Pekan Biasa XII Pw St. Aloysius Gonzaga, Biarw. (P)
Bacaan I: Kej. 13:2,5–18
Mazmur : 15:2–3ab,3cd–4ab,5; R: 1a
Bacaan Injil : Mat. 7:6,12–14
”Jangan kamu memberikan barang yang kudus kepada anjing dan jangan kamu melemparkan mutiaramu kepada babi, supaya jangan diinjak-injaknya dengan kakinya, lalu ia berbalik mengoyak kamu.Segala sesuatu yang kamu kehendaki supaya orang perbuat kepadamu, perbuatlah demikian juga kepada mereka. Itulah isi seluruh hukum Taurat dan kitab para nabi.
Masuklah melalui pintu yang sesak itu, karena lebarlah pintu dan luaslah jalan yang menuju kepada kebinasaan, dan banyak orang yang masuk melaluinya; karena sesaklah pintu dan sempitlah jalan yang menuju kepada kehidupan, dan sedikit orang yang mendapatinya.”
Renungan
Siapakah yang akan membagikan seekor ingkung ayam (ayam utuh) untuk diberikan saat makan bersama dalam sebuah kelompok (biasanya dalam upacara syukuran) yang terdiri dari banyak orang? Jawabannya, dialah yang mau mengambil bagian yang terakhir setelah orang lain mendapatkan sesuai permintaannya. Risikonya, yang membagi bisa jadi tidak mendapatkan bagiannya sama sekali. Itulah risiko menjalankan keutamaan keadilan. Rasanya Abraham jugalah yang berinisiatif untuk membagi tanah mereka agar selesailah konflik yang terjadi antara para gembalanya dan para gembala milik Lot. Konflik itu diselesaikan demi kelestarian relasi persaudaraan. ”Janganlah kiranya ada perkelahian antara aku dan engkau, dan antara para gembalaku dan para gembalamu, sebab kita ini kerabat” (Kej. 113:8). Persaudaraan dibangun bukan melalui ”pintu yang lebar”, tetapi melalui pintu yang sesak.

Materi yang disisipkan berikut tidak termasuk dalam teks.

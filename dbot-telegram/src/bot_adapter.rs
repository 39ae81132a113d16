//! Wraps teloxide::Bot and implements [`dbot_core::Bot`]. Production code sends messages via Telegram; tests can substitute another Bot impl.

use std::path::{Path, PathBuf};

use async_trait::async_trait;
use dbot_core::{parse_message_id, Bot as CoreBot, Chat, DbotError, Message, Result, TextFormat};
use teloxide::net::Download;
use teloxide::types::{
    ChatAction, ChatId, FileId, LinkPreviewOptions, MessageId, ParseMode, ReplyParameters,
};
use teloxide::{prelude::*, RequestError};
use tracing::debug;

/// Thin wrapper around teloxide::Bot that implements dbot-core's Bot trait.
pub struct TelegramBotAdapter {
    bot: teloxide::Bot,
}

fn bot_error(e: RequestError) -> DbotError {
    DbotError::Bot(e.to_string())
}

#[allow(deprecated)]
fn parse_mode(format: TextFormat) -> Option<ParseMode> {
    match format {
        TextFormat::Plain => None,
        TextFormat::Markdown => Some(ParseMode::Markdown),
        TextFormat::Html => Some(ParseMode::Html),
    }
}

/// Replies go out without link previews.
fn no_link_preview() -> LinkPreviewOptions {
    LinkPreviewOptions {
        is_disabled: true,
        url: None,
        prefer_small_media: false,
        prefer_large_media: false,
        show_above_text: false,
    }
}

impl TelegramBotAdapter {
    /// Creates an adapter from an existing teloxide Bot.
    pub fn new(bot: teloxide::Bot) -> Self {
        Self { bot }
    }

    /// Returns the underlying teloxide::Bot for direct API use when needed.
    pub fn inner(&self) -> &teloxide::Bot {
        &self.bot
    }
}

#[async_trait]
impl CoreBot for TelegramBotAdapter {
    async fn send_message(&self, chat: &Chat, text: &str) -> Result<()> {
        self.bot
            .send_message(ChatId(chat.id), text.to_string())
            .await
            .map_err(bot_error)?;
        Ok(())
    }

    async fn send_message_and_return_id(&self, chat: &Chat, text: &str) -> Result<String> {
        let sent = self
            .bot
            .send_message(ChatId(chat.id), text.to_string())
            .await
            .map_err(bot_error)?;
        Ok(sent.id.0.to_string())
    }

    async fn reply_to(&self, message: &Message, text: &str, format: TextFormat) -> Result<()> {
        let mut request = self
            .bot
            .send_message(ChatId(message.chat.id), text.to_string())
            .link_preview_options(no_link_preview());
        if let Ok(id) = parse_message_id(&message.id) {
            request = request.reply_parameters(ReplyParameters::new(MessageId(id)));
        }
        if let Some(mode) = parse_mode(format) {
            request = request.parse_mode(mode);
        }
        request.await.map_err(bot_error)?;
        Ok(())
    }

    async fn edit_message(&self, chat: &Chat, message_id: &str, text: &str) -> Result<()> {
        let id = parse_message_id(message_id)?;
        self.bot
            .edit_message_text(ChatId(chat.id), MessageId(id), text)
            .await
            .map_err(bot_error)?;
        Ok(())
    }

    async fn send_typing(&self, chat: &Chat) -> Result<()> {
        self.bot
            .send_chat_action(ChatId(chat.id), ChatAction::Typing)
            .await
            .map_err(bot_error)?;
        Ok(())
    }

    async fn download_file(&self, file_id: &str, dir: &Path) -> Result<PathBuf> {
        let file = self
            .bot
            .get_file(FileId(file_id.to_string()))
            .await
            .map_err(bot_error)?;

        let extension = Path::new(&file.path)
            .extension()
            .and_then(|e| e.to_str())
            .unwrap_or("bin");
        let local = dir.join(format!("{}.{}", uuid::Uuid::new_v4(), extension));

        let mut dst = tokio::fs::File::create(&local).await?;
        if let Err(e) = self.bot.download_file(&file.path, &mut dst).await {
            drop(dst);
            let _ = tokio::fs::remove_file(&local).await;
            return Err(DbotError::Bot(e.to_string()));
        }
        debug!(remote = %file.path, local = %local.display(), "Downloaded file");
        Ok(local)
    }
}

#[cfg(test)]
mod tests {
    use super::*;
    use chrono::Utc;
    use dbot_core::User;
    use mockito::Matcher;
    use serde_json::json;

    fn incoming(id: &str) -> Message {
        Message {
            id: id.to_string(),
            user: User {
                id: 42,
                username: None,
                first_name: Some("Alice".to_string()),
                last_name: None,
            },
            chat: Chat {
                id: 42,
                chat_type: "private".to_string(),
            },
            content: "links please".to_string(),
            caption: None,
            media: None,
            message_type: "text".to_string(),
            created_at: Utc::now(),
            reply_to_message_id: None,
            reply_to_user: None,
        }
    }

    /// **Test: reply_to quotes the incoming message and disables link previews.**
    #[tokio::test]
    async fn test_reply_to_disables_link_preview() {
        let mut server = mockito::Server::new_async().await;
        let mock = server
            .mock("POST", Matcher::Regex(r"(?i)^/bot[^/]+/sendmessage$".to_string()))
            .match_body(Matcher::PartialJson(json!({
                "chat_id": 42,
                "text": "see https://example.com",
                "link_preview_options": {"is_disabled": true},
                "reply_parameters": {"message_id": 7}
            })))
            .with_status(200)
            .with_header("content-type", "application/json")
            .with_body(
                json!({
                    "ok": true,
                    "result": {
                        "message_id": 8,
                        "date": 1_700_000_000,
                        "chat": {"id": 42, "type": "private", "first_name": "Alice"},
                        "text": "see https://example.com"
                    }
                })
                .to_string(),
            )
            .create_async()
            .await;

        let url = reqwest::Url::parse(&server.url()).unwrap();
        let adapter = TelegramBotAdapter::new(teloxide::Bot::new("123:TEST").set_api_url(url));

        adapter
            .reply_to(&incoming("7"), "see https://example.com", TextFormat::Plain)
            .await
            .unwrap();
        mock.assert_async().await;
    }
}
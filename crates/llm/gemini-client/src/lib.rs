//! # Gemini API client
//!
//! Minimal REST client for the Gemini `v1beta` API: `generateContent` plus the Files API
//! (resumable upload, metadata lookup, waiting for a file to become `ACTIVE`).
//! Provides token masking for safe logging.

mod error;
mod types;

pub use error::GeminiError;
pub use types::{
    Candidate, Content, FileData, FileMetadata, FileState, GenerateContentRequest,
    GenerateContentResponse, GenerationConfig, Part, PromptFeedback, ResponseContent,
    ResponsePart, SafetySetting, UsageMetadata,
};

use std::path::Path;
use std::time::Duration;

use reqwest::{Client, RequestBuilder, Response};
use types::{ApiErrorBody, NewFileInfo, StartUploadRequest, UploadFileResponse};

pub type Result<T> = std::result::Result<T, GeminiError>;

pub const DEFAULT_BASE_URL: &str = "https://generativelanguage.googleapis.com";

const API_KEY_HEADER: &str = "x-goog-api-key";
const UPLOAD_URL_HEADER: &str = "x-goog-upload-url";
const REQUEST_TIMEOUT: Duration = Duration::from_secs(120);

/// Finish reasons that mean the model completed normally.
const NORMAL_FINISH_REASONS: &[&str] = &["STOP", "MAX_TOKENS", "FINISH_REASON_UNSPECIFIED"];

/// Masks an API key/token for safe logging: shows first 7 chars + "***" + last 4 chars.
/// If length <= 11, returns "***" to avoid leaking any part of the key.
pub fn mask_token(token: &str) -> String {
    let chars: Vec<char> = token.chars().collect();
    let len = chars.len();
    if len <= 11 {
        return "***".to_string();
    }
    let head: String = chars[..7].iter().collect();
    let tail: String = chars[len - 4..].iter().collect();
    format!("{}***{}", head, tail)
}

/// Gemini REST client. Cheap to clone; the underlying connection pool is shared.
#[derive(Clone)]
pub struct GeminiClient {
    http: Client,
    api_key: String,
    base_url: String,
}

impl std::fmt::Debug for GeminiClient {
    fn fmt(&self, f: &mut std::fmt::Formatter<'_>) -> std::fmt::Result {
        f.debug_struct("GeminiClient")
            .field("api_key", &mask_token(&self.api_key))
            .field("base_url", &self.base_url)
            .finish()
    }
}

impl GeminiClient {
    /// Builds a client against the public Gemini endpoint.
    pub fn new(api_key: impl Into<String>) -> Result<Self> {
        Self::with_base_url(api_key, DEFAULT_BASE_URL)
    }

    /// Builds a client with a custom base URL (proxies, test servers).
    pub fn with_base_url(api_key: impl Into<String>, base_url: impl Into<String>) -> Result<Self> {
        let http = Client::builder().timeout(REQUEST_TIMEOUT).build()?;
        Ok(Self {
            http,
            api_key: api_key.into(),
            base_url: base_url.into().trim_end_matches('/').to_string(),
        })
    }

    pub fn base_url(&self) -> &str {
        &self.base_url
    }

    fn authorized(&self, builder: RequestBuilder) -> RequestBuilder {
        builder.header(API_KEY_HEADER, &self.api_key)
    }

    /// Sends one `generateContent` call.
    ///
    /// A blocked prompt yields [`GeminiError::Blocked`]; a candidate that finished for any
    /// reason other than a normal stop yields [`GeminiError::Stopped`].
    pub async fn generate_content(
        &self,
        model: &str,
        request: &GenerateContentRequest,
    ) -> Result<GenerateContentResponse> {
        let url = format!(
            "{}/v1beta/models/{}:generateContent",
            self.base_url, model
        );

        tracing::info!(
            model = %model,
            content_count = request.contents.len(),
            api_key = %mask_token(&self.api_key),
            "Gemini generateContent request"
        );

        let response = self
            .authorized(self.http.post(&url))
            .json(request)
            .send()
            .await?;
        let response = check_status(response).await?;
        let body: GenerateContentResponse = response.json().await?;

        if let Some(ref usage) = body.usage_metadata {
            tracing::info!(
                prompt_tokens = ?usage.prompt_token_count,
                candidates_tokens = ?usage.candidates_token_count,
                total_tokens = ?usage.total_token_count,
                "Gemini generateContent usage"
            );
        }

        if let Some(reason) = body.block_reason() {
            tracing::warn!(reason = %reason, "Gemini prompt blocked");
            return Err(GeminiError::Blocked(reason.to_string()));
        }

        if let Some(reason) = body.finish_reason() {
            if !NORMAL_FINISH_REASONS.contains(&reason) {
                tracing::warn!(reason = %reason, "Gemini generation stopped");
                return Err(GeminiError::Stopped(reason.to_string()));
            }
        }

        Ok(body)
    }

    /// Uploads a local file with the resumable protocol (start, then upload+finalize).
    pub async fn upload_file(
        &self,
        path: &Path,
        mime_type: &str,
        display_name: Option<&str>,
    ) -> Result<FileMetadata> {
        let bytes = tokio::fs::read(path).await?;
        let start_url = format!("{}/upload/v1beta/files", self.base_url);

        tracing::info!(
            path = %path.display(),
            mime_type = %mime_type,
            size = bytes.len(),
            "Gemini file upload start"
        );

        let start = self
            .authorized(self.http.post(&start_url))
            .header("X-Goog-Upload-Protocol", "resumable")
            .header("X-Goog-Upload-Command", "start")
            .header("X-Goog-Upload-Header-Content-Length", bytes.len().to_string())
            .header("X-Goog-Upload-Header-Content-Type", mime_type)
            .json(&StartUploadRequest {
                file: NewFileInfo { display_name },
            })
            .send()
            .await?;
        let start = check_status(start).await?;

        let upload_url = start
            .headers()
            .get(UPLOAD_URL_HEADER)
            .and_then(|v| v.to_str().ok())
            .map(str::to_string)
            .ok_or(GeminiError::MissingUploadUrl)?;

        let finished = self
            .http
            .post(&upload_url)
            .header("X-Goog-Upload-Offset", "0")
            .header("X-Goog-Upload-Command", "upload, finalize")
            .header(reqwest::header::CONTENT_LENGTH, bytes.len().to_string())
            .body(bytes)
            .send()
            .await?;
        let finished = check_status(finished).await?;
        let uploaded: UploadFileResponse = finished.json().await?;

        tracing::info!(
            name = %uploaded.file.name,
            state = ?uploaded.file.state,
            "Gemini file uploaded"
        );

        Ok(uploaded.file)
    }

    /// Fetches file metadata by resource name (`files/...`).
    pub async fn get_file(&self, name: &str) -> Result<FileMetadata> {
        let url = format!("{}/v1beta/{}", self.base_url, name);
        let response = self.authorized(self.http.get(&url)).send().await?;
        let response = check_status(response).await?;
        Ok(response.json().await?)
    }

    /// Polls a file until it is `ACTIVE`.
    ///
    /// Files without a state are treated as ready. `FAILED` ends the wait immediately.
    pub async fn wait_for_active(
        &self,
        file: FileMetadata,
        max_attempts: u32,
        interval: Duration,
    ) -> Result<FileMetadata> {
        let mut current = file;
        for attempt in 0..=max_attempts {
            match current.state {
                None | Some(FileState::Active) => return Ok(current),
                Some(FileState::Failed) => {
                    return Err(GeminiError::FileProcessingFailed(current.name))
                }
                Some(_) if attempt == max_attempts => break,
                Some(state) => {
                    tracing::debug!(name = %current.name, state = ?state, "Waiting for file");
                    tokio::time::sleep(interval).await;
                    current = self.get_file(&current.name).await?;
                }
            }
        }
        Err(GeminiError::FileNotReady(current.name))
    }
}

/// Turns non-2xx responses into [`GeminiError::Api`], using the error body's message when present.
async fn check_status(response: Response) -> Result<Response> {
    let status = response.status();
    if status.is_success() {
        return Ok(response);
    }
    let text = response.text().await.unwrap_or_default();
    let message = serde_json::from_str::<ApiErrorBody>(&text)
        .map(|body| body.error.message)
        .unwrap_or(text);
    tracing::error!(status = status.as_u16(), message = %message, "Gemini API error");
    Err(GeminiError::Api {
        status: status.as_u16(),
        message,
    })
}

Selalu ada kesempatan yang ”luas” untuk tinggal dalam kegelapan, bagaikan pintu yang lebar sehingga orang tidak memerlukan penyangkalan diri, tetapi tinggal mengikuti saja nafsu kedagingan kita tanpa harus kerja keras. Namun, untuk memasuki ”kehidupan sejati, kehidupan dalam Roh”, dibutuhkan kerja keras dan penyangkalan diri sampai menguras seluruh pikiran, hati, dan tenaga, bahkan mesti diperjuangkan sampai tetes darah terakhir.
Menyangkal diri itu berarti mau meninggalkan apa pun yang kuanggap istimewa dan sumber kesenanganku sementara dan berlari mencari Sang Sumber Hidup. Itulah gaya hidup yang berani memasuki ”pintu yang sesak” agar segarlah diri kita karena memasuki ”kehidupan sejati”, yakni bersatu dengan Allah yang hidup.
Doa:Bapa, ajarilah aku untuk berani memilih kehidupan dengan melalui ”pintu yang sesak”, dengan belajar menyangkal diri sehingga nyatalah kasih-Mu dalam tindakanku setiap hari. Amin.